### Data in this exercise
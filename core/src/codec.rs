//! JSON encoding of persisted snapshots.
//!
//! A snapshot is stored as a single compact JSON document. Field names and
//! array order are part of the wire contract, so a decode of an encode yields
//! an equal value.

use serde::{Serialize, de::DeserializeOwned};
use thiserror::Error;

/// Errors from encoding or decoding a snapshot
#[derive(Error, Debug)]
pub enum CodecError {
    /// The snapshot could not be serialized
    #[error("Failed to encode snapshot: {0}")]
    Encode(#[source] serde_json::Error),

    /// The stored blob is not a valid snapshot
    #[error("Failed to decode snapshot: {0}")]
    Decode(#[source] serde_json::Error),
}

/// Serialize a snapshot to its stored form
///
/// # Errors
///
/// Returns [`CodecError::Encode`] if serialization fails (e.g. a map with
/// non-string keys).
pub fn encode<T: Serialize + ?Sized>(snapshot: &T) -> Result<String, CodecError> {
    serde_json::to_string(snapshot).map_err(CodecError::Encode)
}

/// Parse a stored blob back into a snapshot
///
/// # Errors
///
/// Returns [`CodecError::Decode`] if the blob is not valid JSON or does not
/// match the snapshot's shape.
pub fn decode<T: DeserializeOwned>(blob: &str) -> Result<T, CodecError> {
    serde_json::from_str(blob).map_err(CodecError::Decode)
}
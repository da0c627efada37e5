//! Key-value storage abstraction.
//!
//! The runtime keeps one serialized blob per named slot. Backends only need a
//! string `get`/`set` surface; what goes into the blob is decided by the
//! [`codec`](crate::codec) module.
//!
//! Both operations may fail: storage can be disabled, full, or simply not
//! there. Callers in the runtime treat every failure as recoverable.

use std::sync::Arc;
use thiserror::Error;

/// Errors raised by a storage backend
#[derive(Error, Debug)]
pub enum StorageError {
    /// The backend cannot be reached at all (disabled, not present)
    #[error("Storage unavailable: {0}")]
    Unavailable(String),

    /// The backend refused the write because it is full
    #[error("Storage quota exceeded")]
    QuotaExceeded,

    /// The backend refused access to the slot
    #[error("Storage access denied: {0}")]
    AccessDenied(String),

    /// Filesystem error from a file-backed store
    #[error("Storage I/O error: {0}")]
    Io(#[from] std::io::Error),
}

/// A key-value surface holding arbitrarily sized UTF-8 strings
///
/// Methods take `&self`; backends use interior mutability so a single
/// instance can be shared through an `Arc`.
///
/// # Example
///
/// ```
/// use reducible_core::storage::{Storage, StorageError};
/// use std::collections::HashMap;
/// use std::sync::Mutex;
///
/// #[derive(Default)]
/// struct Map(Mutex<HashMap<String, String>>);
///
/// impl Storage for Map {
///     fn get(&self, key: &str) -> Result<Option<String>, StorageError> {
///         let map = self.0.lock().map_err(|e| StorageError::Unavailable(e.to_string()))?;
///         Ok(map.get(key).cloned())
///     }
///
///     fn set(&self, key: &str, value: &str) -> Result<(), StorageError> {
///         let mut map = self.0.lock().map_err(|e| StorageError::Unavailable(e.to_string()))?;
///         map.insert(key.to_string(), value.to_string());
///         Ok(())
///     }
/// }
///
/// # fn main() -> Result<(), StorageError> {
/// let storage = Map::default();
/// assert_eq!(storage.get("todos")?, None);
/// storage.set("todos", "[]")?;
/// assert_eq!(storage.get("todos")?.as_deref(), Some("[]"));
/// # Ok(())
/// # }
/// ```
pub trait Storage: Send + Sync {
    /// Read the blob stored under `key`, `None` if the slot is empty
    ///
    /// # Errors
    ///
    /// Returns [`StorageError`] if the backend cannot be read.
    fn get(&self, key: &str) -> Result<Option<String>, StorageError>;

    /// Replace the blob stored under `key`
    ///
    /// # Errors
    ///
    /// Returns [`StorageError`] if the backend rejects the write.
    fn set(&self, key: &str, value: &str) -> Result<(), StorageError>;
}

impl<S: Storage + ?Sized> Storage for Arc<S> {
    fn get(&self, key: &str) -> Result<Option<String>, StorageError> {
        (**self).get(key)
    }

    fn set(&self, key: &str, value: &str) -> Result<(), StorageError> {
        (**self).set(key, value)
    }
}

impl<S: Storage + ?Sized> Storage for Box<S> {
    fn get(&self, key: &str) -> Result<Option<String>, StorageError> {
        (**self).get(key)
    }

    fn set(&self, key: &str, value: &str) -> Result<(), StorageError> {
        (**self).set(key, value)
    }
}
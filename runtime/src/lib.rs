//! # Reducible Runtime
//!
//! Runtime implementation for the Reducible architecture.
//!
//! This crate provides the [`Store`] that owns a reducer's state, writes the
//! persisted part of that state back to a storage slot after every
//! transition, and notifies subscribers.
//!
//! ## Core Components
//!
//! - **Store**: Loads the initial state, runs the reducer, writes back, publishes snapshots
//! - **Storage backends**: [`MemoryStorage`], [`FileStorage`], and `LocalStorage` on `wasm32`
//! - **`StoreConfig`**: Storage slot name and subscriber buffer size
//!
//! ## Failure model
//!
//! Storage is best effort. A missing, unreadable, or corrupt slot at startup
//! falls back to the seed state; a failed write is logged and counted but never
//! rolls back the in-memory state. The next successful write supersedes any
//! earlier loss because every write carries the full state.
//!
//! ## Example
//!
//! ```ignore
//! use reducible_runtime::{MemoryStorage, Store, StoreConfig};
//! use std::sync::Arc;
//!
//! let store = Store::with_config(
//!     seed_state,
//!     my_reducer,
//!     environment,
//!     Arc::new(MemoryStorage::new()),
//!     StoreConfig::new("notes"),
//! );
//!
//! // Send an action
//! store.dispatch(Action::DoSomething);
//!
//! // Read state
//! let value = store.state(|s| s.some_field);
//! ```

use reducible_core::{
    action::Action,
    codec::{self, CodecError},
    reducer::Reducer,
    state::Persistent,
    storage::{Storage, StorageError},
};
use std::sync::{Arc, PoisonError, RwLock};

/// Storage backends
pub mod storage;

pub use storage::{FileStorage, MemoryStorage};

#[cfg(target_arch = "wasm32")]
pub use storage::LocalStorage;

/// Error types for the Store runtime
pub mod error {
    use super::{CodecError, StorageError};
    use thiserror::Error;

    /// Errors that can occur while the Store talks to storage
    ///
    /// The Store itself recovers from all of these. They are only returned
    /// from [`Store::persist_now`](crate::Store::persist_now), for callers that
    /// want to report a failed flush.
    #[derive(Error, Debug)]
    pub enum StoreError {
        /// The storage backend failed
        #[error(transparent)]
        Storage(#[from] StorageError),

        /// The snapshot could not be encoded or decoded
        #[error(transparent)]
        Codec(#[from] CodecError),
    }
}

pub use error::StoreError;

/// Default storage slot name
pub const DEFAULT_STORAGE_KEY: &str = "state";

/// Default number of snapshots buffered per subscriber
pub const DEFAULT_BROADCAST_CAPACITY: usize = 16;

/// Configuration for Store instances
///
/// # Example
///
/// ```
/// use reducible_runtime::StoreConfig;
///
/// let config = StoreConfig::new("todos").with_broadcast_capacity(64);
/// assert_eq!(config.storage_key, "todos");
/// assert_eq!(config.broadcast_capacity, 64);
/// ```
#[derive(Debug, Clone)]
pub struct StoreConfig {
    /// Name of the storage slot holding the persisted snapshot
    pub storage_key: String,
    /// Number of snapshots buffered per subscriber before it starts lagging
    pub broadcast_capacity: usize,
}

impl StoreConfig {
    /// Create a configuration for the given storage slot
    #[must_use]
    pub fn new(storage_key: impl Into<String>) -> Self {
        Self {
            storage_key: storage_key.into(),
            broadcast_capacity: DEFAULT_BROADCAST_CAPACITY,
        }
    }

    /// Set the subscriber buffer size (at least 1)
    #[must_use]
    pub fn with_broadcast_capacity(mut self, capacity: usize) -> Self {
        self.broadcast_capacity = capacity.max(1);
        self
    }
}

impl Default for StoreConfig {
    fn default() -> Self {
        Self::new(DEFAULT_STORAGE_KEY)
    }
}

/// Store module - The persistent store adapter
pub mod store {
    use super::{
        Action, Arc, Persistent, PoisonError, Reducer, RwLock, Storage, StoreConfig, StoreError,
        codec,
    };
    use tokio::sync::broadcast;

    /// The Store - runtime coordinator for a reducer
    ///
    /// The Store manages:
    /// 1. State (an `Arc` snapshot behind an `RwLock`, replaced on every transition)
    /// 2. Reducer (business logic)
    /// 3. Environment (injected dependencies)
    /// 4. Storage (initial load and write-back of the persisted part)
    /// 5. Subscribers (every new snapshot is broadcast)
    ///
    /// A `Store` value is always initialized: the storage slot is read exactly
    /// once, synchronously, inside the constructor.
    ///
    /// # Type Parameters
    ///
    /// - `S`: State type
    /// - `A`: Action type
    /// - `E`: Environment type
    /// - `R`: Reducer implementation
    ///
    /// # Concurrency
    ///
    /// `dispatch` holds the write lock across reduce, write-back, and publish,
    /// so transitions never interleave and storage sees writes in transition
    /// order.
    pub struct Store<S, A, E, R>
    where
        R: Reducer<State = S, Action = A, Environment = E>,
    {
        state: RwLock<Arc<S>>,
        reducer: R,
        environment: E,
        storage: Arc<dyn Storage>,
        storage_key: String,
        snapshot_broadcast: broadcast::Sender<Arc<S>>,
    }

    impl<S, A, E, R> Store<S, A, E, R>
    where
        R: Reducer<State = S, Action = A, Environment = E>,
        S: Persistent,
        A: Action,
    {
        /// Create a new store with the default configuration
        ///
        /// Loads the persisted snapshot from the default storage slot into
        /// `seed`. Falls back to `seed` unchanged if the slot is empty,
        /// unreadable, or corrupt.
        ///
        /// # Arguments
        ///
        /// - `seed`: Default state, also the source of every transient field
        /// - `reducer`: The reducer implementation (business logic)
        /// - `environment`: Injected dependencies
        /// - `storage`: Backend holding the persisted snapshot
        #[must_use]
        pub fn new(seed: S, reducer: R, environment: E, storage: Arc<dyn Storage>) -> Self {
            Self::with_config(seed, reducer, environment, storage, StoreConfig::default())
        }

        /// Create a new store with custom configuration
        ///
        /// # Example
        ///
        /// ```ignore
        /// let store = Store::with_config(
        ///     Session::default(),
        ///     SessionReducer::new(),
        ///     environment,
        ///     Arc::new(FileStorage::new("/var/lib/notes")),
        ///     StoreConfig::new("notes"),
        /// );
        /// ```
        #[must_use]
        pub fn with_config(
            seed: S,
            reducer: R,
            environment: E,
            storage: Arc<dyn Storage>,
            config: StoreConfig,
        ) -> Self {
            let (snapshot_broadcast, _) = broadcast::channel(config.broadcast_capacity.max(1));
            let initial = Self::load(storage.as_ref(), &config.storage_key, seed);

            Self {
                state: RwLock::new(Arc::new(initial)),
                reducer,
                environment,
                storage,
                storage_key: config.storage_key,
                snapshot_broadcast,
            }
        }

        /// Read the storage slot into `seed`, swallowing every failure
        fn load(storage: &dyn Storage, key: &str, mut seed: S) -> S {
            match Self::read_snapshot(storage, key) {
                Ok(Some(snapshot)) => {
                    seed.restore(snapshot);
                    tracing::debug!(key, "Restored persisted state");
                },
                Ok(None) => {
                    tracing::debug!(key, "No persisted state, starting from seed");
                },
                Err(error) => {
                    tracing::warn!(key, %error, "Failed to load persisted state, starting from seed");
                    metrics::counter!("store.load.fallbacks").increment(1);
                },
            }
            seed
        }

        fn read_snapshot(storage: &dyn Storage, key: &str) -> Result<Option<S::Snapshot>, StoreError> {
            let Some(blob) = storage.get(key)? else {
                return Ok(None);
            };

            // An empty slot is treated like a missing one.
            if blob.trim().is_empty() {
                return Ok(None);
            }

            Ok(Some(codec::decode(&blob)?))
        }

        /// Serialize the persisted part of `state` into the storage slot
        fn write_back(&self, state: &S) -> Result<(), StoreError> {
            let blob = codec::encode(state.snapshot())?;
            self.storage.set(&self.storage_key, &blob)?;
            Ok(())
        }

        /// Send an action to the store
        ///
        /// Runs the reducer against the current state, installs the result
        /// as the new current state, writes it back to storage (unless the
        /// action is transient), and publishes it to subscribers.
        ///
        /// Storage failures are logged and counted; they never undo the
        /// transition and never reach the caller.
        #[tracing::instrument(skip(self, action), fields(action = action.name()), name = "store_dispatch")]
        pub fn dispatch(&self, action: A) {
            let name = action.name();
            let transient = action.is_transient();
            metrics::counter!("store.dispatch.total", "action" => name).increment(1);

            let mut current = self.state.write().unwrap_or_else(PoisonError::into_inner);
            tracing::trace!("Acquired write lock on state");

            let next = Arc::new(self.reducer.reduce(&current, action, &self.environment));
            *current = Arc::clone(&next);

            if transient {
                tracing::trace!("Transient action, skipping write-back");
            } else if let Err(error) = self.write_back(&next) {
                tracing::warn!(key = %self.storage_key, %error, "Failed to persist state");
                metrics::counter!("store.persist.failures").increment(1);
            }

            if self.snapshot_broadcast.send(next).is_err() {
                tracing::trace!("No subscribers for state snapshot");
            }

            tracing::debug!("Action processing completed");
        }

        /// Write the current state to storage immediately
        ///
        /// Useful before exiting, or to persist a seed that no action has
        /// touched yet.
        ///
        /// # Errors
        ///
        /// Returns [`StoreError`] if encoding or the storage write fails. The
        /// in-memory state is unaffected either way.
        pub fn persist_now(&self) -> Result<(), StoreError> {
            let current = self.state.read().unwrap_or_else(PoisonError::into_inner);
            self.write_back(&current)
        }
    }

    impl<S, A, E, R> Store<S, A, E, R>
    where
        R: Reducer<State = S, Action = A, Environment = E>,
    {
        /// Read current state via a closure
        ///
        /// ```ignore
        /// let count = store.state(|s| s.entries.len());
        /// ```
        pub fn state<F, T>(&self, f: F) -> T
        where
            F: FnOnce(&S) -> T,
        {
            let state = self.state.read().unwrap_or_else(PoisonError::into_inner);
            f(&state)
        }

        /// Get the current state snapshot
        ///
        /// The snapshot is immutable; later dispatches install a new one and
        /// leave this one untouched.
        #[must_use]
        pub fn snapshot(&self) -> Arc<S> {
            let state = self.state.read().unwrap_or_else(PoisonError::into_inner);
            Arc::clone(&state)
        }

        /// Subscribe to state snapshots
        ///
        /// Every dispatch publishes the state it produced. A receiver that
        /// falls more than the configured capacity behind gets
        /// `RecvError::Lagged` and resumes from the oldest buffered snapshot;
        /// since each snapshot is complete, skipping old ones loses nothing.
        ///
        /// # Example
        ///
        /// ```ignore
        /// let mut updates = store.subscribe();
        /// store.dispatch(Action::Increment);
        /// let latest = updates.try_recv()?;
        /// ```
        #[must_use]
        pub fn subscribe(&self) -> broadcast::Receiver<Arc<S>> {
            self.snapshot_broadcast.subscribe()
        }

        /// Name of the storage slot this store writes to
        #[must_use]
        pub fn storage_key(&self) -> &str {
            &self.storage_key
        }

        /// Access the injected environment
        #[must_use]
        pub const fn environment(&self) -> &E {
            &self.environment
        }
    }
}

pub use store::Store;

#[cfg(test)]
mod tests {
    use super::*;

    #[test]
    fn config_defaults() {
        let config = StoreConfig::default();
        assert_eq!(config.storage_key, DEFAULT_STORAGE_KEY);
        assert_eq!(config.broadcast_capacity, DEFAULT_BROADCAST_CAPACITY);
    }

    #[test]
    fn config_capacity_is_never_zero() {
        let config = StoreConfig::new("k").with_broadcast_capacity(0);
        assert_eq!(config.broadcast_capacity, 1);
    }

    #[test]
    fn store_error_wraps_storage_error() {
        let err: StoreError = StorageError::QuotaExceeded.into();
        assert_eq!(err.to_string(), "Storage quota exceeded");
    }
}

### Exercise goal
Which lines in the records above contain the string "order"? Copy each one.

### Written solution
//! array order are part of the wire contract, so a decode of an encode yields
    /// order.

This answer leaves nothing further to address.